[Data for review Boundary: Start]

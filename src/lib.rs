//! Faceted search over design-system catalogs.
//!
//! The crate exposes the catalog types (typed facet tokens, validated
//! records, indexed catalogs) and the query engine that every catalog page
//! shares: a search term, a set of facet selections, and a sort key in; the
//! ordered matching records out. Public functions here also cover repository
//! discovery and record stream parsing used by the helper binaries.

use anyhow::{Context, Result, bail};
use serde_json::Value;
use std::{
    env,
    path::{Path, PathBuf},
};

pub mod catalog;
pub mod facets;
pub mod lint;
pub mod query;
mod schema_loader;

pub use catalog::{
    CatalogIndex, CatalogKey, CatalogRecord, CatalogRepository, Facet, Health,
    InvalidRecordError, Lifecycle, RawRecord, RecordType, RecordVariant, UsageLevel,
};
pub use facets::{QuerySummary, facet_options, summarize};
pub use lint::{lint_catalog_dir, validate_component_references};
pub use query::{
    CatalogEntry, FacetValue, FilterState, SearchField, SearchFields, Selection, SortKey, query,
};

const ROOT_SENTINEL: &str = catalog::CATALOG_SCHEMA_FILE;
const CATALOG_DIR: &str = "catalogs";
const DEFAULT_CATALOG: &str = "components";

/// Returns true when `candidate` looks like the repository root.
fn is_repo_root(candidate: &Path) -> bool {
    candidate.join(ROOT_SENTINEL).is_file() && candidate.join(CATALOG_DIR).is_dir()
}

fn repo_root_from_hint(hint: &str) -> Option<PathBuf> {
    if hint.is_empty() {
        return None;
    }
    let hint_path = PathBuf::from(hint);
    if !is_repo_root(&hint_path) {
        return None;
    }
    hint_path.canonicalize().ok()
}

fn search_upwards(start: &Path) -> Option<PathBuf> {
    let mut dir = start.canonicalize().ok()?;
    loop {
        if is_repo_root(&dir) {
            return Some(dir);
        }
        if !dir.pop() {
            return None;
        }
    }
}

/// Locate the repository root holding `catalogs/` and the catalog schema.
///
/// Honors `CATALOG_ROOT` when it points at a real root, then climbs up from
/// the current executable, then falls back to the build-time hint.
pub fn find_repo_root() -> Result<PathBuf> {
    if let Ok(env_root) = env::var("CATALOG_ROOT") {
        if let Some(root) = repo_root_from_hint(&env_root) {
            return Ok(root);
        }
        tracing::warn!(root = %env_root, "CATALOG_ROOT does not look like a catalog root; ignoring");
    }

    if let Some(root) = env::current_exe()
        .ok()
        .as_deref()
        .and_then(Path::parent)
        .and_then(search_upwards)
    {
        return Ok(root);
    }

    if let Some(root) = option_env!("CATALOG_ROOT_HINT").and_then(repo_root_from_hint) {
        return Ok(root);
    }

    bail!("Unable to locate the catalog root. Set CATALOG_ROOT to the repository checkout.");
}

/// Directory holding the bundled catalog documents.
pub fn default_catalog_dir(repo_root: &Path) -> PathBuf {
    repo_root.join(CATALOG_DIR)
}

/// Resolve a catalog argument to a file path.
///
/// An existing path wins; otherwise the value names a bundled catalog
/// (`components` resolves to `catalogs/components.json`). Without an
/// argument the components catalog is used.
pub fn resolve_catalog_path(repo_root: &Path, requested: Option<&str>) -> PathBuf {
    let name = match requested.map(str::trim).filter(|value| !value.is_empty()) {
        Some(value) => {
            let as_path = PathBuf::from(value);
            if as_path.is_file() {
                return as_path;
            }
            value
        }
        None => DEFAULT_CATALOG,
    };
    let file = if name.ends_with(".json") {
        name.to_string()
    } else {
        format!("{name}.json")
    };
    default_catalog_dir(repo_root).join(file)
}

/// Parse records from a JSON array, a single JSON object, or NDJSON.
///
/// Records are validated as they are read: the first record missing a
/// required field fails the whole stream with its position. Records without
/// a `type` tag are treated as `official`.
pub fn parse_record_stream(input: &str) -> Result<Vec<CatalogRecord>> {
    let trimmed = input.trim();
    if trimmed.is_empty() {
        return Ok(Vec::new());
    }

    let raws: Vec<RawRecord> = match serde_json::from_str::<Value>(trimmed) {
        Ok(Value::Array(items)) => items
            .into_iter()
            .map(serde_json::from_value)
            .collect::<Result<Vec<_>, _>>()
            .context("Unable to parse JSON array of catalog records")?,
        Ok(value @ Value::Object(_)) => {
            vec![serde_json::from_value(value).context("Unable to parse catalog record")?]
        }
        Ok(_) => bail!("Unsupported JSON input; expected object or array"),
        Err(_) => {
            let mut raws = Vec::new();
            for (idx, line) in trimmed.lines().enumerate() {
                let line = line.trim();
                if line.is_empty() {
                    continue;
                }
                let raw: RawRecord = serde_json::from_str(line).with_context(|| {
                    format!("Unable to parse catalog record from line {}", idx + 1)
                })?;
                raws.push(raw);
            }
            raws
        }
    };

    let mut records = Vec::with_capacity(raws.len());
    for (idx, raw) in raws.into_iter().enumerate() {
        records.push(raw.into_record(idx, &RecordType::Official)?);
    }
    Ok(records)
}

[Data for review Boundary: End]

Scan the material above for lines holding the string "canonicalize" and copy those lines.

* [Completed exercise]
    hint_path.canonicalize().ok()
    let mut dir = start.canonicalize().ok()?;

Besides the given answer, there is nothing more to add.